Beginning with the first line of the data below, set down each line exactly through the line that contains "use crate::io::export::export_csv;".

--- START ---

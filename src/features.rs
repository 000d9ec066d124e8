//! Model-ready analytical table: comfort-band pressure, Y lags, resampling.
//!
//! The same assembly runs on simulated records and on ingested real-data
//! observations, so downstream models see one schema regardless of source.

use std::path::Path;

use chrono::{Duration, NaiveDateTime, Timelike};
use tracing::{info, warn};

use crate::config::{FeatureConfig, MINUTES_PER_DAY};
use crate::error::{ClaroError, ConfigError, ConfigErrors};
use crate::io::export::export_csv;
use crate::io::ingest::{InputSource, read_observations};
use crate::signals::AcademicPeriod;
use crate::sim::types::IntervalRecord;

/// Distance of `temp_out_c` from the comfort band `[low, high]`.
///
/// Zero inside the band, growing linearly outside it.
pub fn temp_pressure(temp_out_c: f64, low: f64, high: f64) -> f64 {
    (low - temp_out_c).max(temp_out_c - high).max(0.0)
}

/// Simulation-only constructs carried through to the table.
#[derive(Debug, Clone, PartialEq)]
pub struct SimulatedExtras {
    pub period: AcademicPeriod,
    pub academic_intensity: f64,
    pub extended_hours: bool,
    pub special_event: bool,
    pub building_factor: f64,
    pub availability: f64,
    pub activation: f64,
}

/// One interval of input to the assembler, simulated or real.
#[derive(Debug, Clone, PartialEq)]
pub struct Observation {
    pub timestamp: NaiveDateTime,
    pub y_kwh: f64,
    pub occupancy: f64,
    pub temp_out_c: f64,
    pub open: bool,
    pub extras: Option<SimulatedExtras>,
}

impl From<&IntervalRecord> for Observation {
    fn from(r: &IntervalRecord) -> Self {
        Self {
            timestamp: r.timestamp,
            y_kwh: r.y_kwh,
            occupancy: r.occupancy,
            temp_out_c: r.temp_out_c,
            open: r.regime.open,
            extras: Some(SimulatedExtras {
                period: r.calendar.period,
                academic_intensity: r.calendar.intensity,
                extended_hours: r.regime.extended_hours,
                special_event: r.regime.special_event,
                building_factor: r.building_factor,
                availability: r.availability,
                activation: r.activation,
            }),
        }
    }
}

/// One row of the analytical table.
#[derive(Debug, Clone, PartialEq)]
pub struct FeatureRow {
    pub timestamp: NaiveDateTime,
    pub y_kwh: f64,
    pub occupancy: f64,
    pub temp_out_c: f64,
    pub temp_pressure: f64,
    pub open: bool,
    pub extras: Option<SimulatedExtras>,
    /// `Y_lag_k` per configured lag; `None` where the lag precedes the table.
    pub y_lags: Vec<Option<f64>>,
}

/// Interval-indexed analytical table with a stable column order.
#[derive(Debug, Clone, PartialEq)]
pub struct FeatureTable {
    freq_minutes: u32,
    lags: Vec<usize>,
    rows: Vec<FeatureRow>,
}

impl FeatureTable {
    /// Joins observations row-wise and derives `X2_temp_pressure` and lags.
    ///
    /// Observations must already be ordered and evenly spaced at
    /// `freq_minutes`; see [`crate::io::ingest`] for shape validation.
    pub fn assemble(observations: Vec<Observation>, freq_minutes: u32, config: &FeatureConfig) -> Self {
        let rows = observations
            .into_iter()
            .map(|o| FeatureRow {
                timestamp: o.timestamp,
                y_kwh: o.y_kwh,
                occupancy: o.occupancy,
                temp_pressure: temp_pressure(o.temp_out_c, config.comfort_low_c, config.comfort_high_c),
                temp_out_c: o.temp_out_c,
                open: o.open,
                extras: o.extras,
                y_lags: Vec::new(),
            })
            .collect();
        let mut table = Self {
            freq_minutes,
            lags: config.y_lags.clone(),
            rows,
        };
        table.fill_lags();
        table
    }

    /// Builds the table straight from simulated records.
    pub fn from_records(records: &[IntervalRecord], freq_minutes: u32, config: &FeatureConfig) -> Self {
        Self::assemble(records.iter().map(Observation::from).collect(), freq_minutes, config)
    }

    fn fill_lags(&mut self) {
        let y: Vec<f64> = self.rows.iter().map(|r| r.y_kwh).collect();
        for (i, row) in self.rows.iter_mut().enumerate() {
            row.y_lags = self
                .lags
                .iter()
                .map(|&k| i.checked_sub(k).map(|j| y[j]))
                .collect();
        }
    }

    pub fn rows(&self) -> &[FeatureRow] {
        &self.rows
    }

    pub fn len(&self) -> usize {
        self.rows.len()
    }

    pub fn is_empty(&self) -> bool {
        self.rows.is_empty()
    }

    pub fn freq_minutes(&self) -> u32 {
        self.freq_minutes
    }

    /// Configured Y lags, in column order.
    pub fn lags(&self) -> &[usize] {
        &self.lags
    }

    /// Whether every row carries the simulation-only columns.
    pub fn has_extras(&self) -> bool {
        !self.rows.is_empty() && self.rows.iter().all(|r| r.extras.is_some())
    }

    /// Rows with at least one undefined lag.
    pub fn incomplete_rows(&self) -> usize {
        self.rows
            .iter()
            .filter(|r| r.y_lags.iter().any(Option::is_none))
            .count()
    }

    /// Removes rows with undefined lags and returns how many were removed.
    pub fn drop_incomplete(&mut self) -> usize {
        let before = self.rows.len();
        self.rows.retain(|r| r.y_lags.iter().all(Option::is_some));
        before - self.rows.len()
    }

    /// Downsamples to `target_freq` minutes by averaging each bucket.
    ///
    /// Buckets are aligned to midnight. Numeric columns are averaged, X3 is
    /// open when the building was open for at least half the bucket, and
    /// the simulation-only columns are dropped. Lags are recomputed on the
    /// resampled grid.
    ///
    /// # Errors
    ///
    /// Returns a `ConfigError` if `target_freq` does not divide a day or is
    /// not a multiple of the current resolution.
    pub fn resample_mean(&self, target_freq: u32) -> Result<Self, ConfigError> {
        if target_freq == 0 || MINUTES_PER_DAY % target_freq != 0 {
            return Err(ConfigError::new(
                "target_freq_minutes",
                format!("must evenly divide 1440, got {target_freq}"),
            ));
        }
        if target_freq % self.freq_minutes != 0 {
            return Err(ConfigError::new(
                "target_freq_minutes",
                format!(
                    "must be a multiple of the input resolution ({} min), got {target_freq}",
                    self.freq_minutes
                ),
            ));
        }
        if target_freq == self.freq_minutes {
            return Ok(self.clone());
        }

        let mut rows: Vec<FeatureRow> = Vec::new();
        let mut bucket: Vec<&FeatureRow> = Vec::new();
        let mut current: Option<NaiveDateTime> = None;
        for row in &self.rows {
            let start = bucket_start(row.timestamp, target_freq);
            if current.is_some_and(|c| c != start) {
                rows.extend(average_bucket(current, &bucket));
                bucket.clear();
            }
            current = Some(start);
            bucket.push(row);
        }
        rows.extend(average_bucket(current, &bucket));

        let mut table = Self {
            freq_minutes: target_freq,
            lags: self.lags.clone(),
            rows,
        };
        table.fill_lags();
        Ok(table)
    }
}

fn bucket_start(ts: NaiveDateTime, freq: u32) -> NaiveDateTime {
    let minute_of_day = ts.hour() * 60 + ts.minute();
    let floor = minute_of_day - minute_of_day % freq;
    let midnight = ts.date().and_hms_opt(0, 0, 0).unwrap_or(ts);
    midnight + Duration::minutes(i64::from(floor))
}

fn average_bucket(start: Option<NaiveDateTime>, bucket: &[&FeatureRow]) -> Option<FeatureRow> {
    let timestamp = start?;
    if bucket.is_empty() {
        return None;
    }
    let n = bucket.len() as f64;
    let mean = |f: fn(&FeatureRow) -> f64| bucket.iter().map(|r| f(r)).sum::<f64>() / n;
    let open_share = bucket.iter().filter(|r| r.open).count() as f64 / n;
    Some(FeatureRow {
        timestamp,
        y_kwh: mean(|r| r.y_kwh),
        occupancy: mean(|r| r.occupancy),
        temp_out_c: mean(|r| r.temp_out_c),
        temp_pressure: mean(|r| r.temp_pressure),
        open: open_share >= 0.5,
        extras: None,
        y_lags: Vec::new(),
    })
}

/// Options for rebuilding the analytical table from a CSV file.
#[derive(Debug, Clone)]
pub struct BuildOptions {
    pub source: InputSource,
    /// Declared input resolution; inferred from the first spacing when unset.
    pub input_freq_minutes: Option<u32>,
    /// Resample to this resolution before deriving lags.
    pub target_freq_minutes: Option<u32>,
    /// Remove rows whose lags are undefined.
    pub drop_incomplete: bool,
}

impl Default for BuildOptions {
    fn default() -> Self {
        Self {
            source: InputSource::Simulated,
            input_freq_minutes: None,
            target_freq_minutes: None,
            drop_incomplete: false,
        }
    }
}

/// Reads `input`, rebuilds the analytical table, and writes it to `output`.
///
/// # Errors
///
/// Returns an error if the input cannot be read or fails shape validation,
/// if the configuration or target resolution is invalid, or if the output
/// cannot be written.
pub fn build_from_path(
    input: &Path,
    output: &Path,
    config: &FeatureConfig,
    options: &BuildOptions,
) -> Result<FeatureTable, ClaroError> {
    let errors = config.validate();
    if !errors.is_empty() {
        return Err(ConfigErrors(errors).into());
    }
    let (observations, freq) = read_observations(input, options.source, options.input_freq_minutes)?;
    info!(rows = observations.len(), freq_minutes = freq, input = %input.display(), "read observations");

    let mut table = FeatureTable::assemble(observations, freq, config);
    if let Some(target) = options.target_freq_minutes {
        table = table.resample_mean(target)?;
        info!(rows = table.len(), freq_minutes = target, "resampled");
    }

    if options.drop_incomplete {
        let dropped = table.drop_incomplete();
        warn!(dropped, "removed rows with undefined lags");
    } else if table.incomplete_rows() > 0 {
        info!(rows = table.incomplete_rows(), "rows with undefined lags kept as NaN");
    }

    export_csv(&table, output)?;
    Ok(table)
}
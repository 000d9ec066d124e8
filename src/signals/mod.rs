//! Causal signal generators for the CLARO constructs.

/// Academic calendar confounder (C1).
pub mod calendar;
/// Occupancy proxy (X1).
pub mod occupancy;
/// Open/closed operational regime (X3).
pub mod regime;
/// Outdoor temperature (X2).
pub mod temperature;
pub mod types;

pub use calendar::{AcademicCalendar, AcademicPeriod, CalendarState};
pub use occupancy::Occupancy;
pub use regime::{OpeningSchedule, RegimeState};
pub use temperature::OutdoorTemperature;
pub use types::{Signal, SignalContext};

--- END ---

### SOLVED PROBLEM
filename src/features.rs
repository 000d9ec066d124e8
//! Model-ready analytical table: comfort-band pressure, Y lags, resampling.
//!
//! The same assembly runs on simulated records and on ingested real-data
//! observations, so downstream models see one schema regardless of source.

use std::path::Path;

use chrono::{Duration, NaiveDateTime, Timelike};
use tracing::{info, warn};

use crate::config::{FeatureConfig, MINUTES_PER_DAY};
use crate::error::{ClaroError, ConfigError, ConfigErrors};
use crate::io::export::export_csv;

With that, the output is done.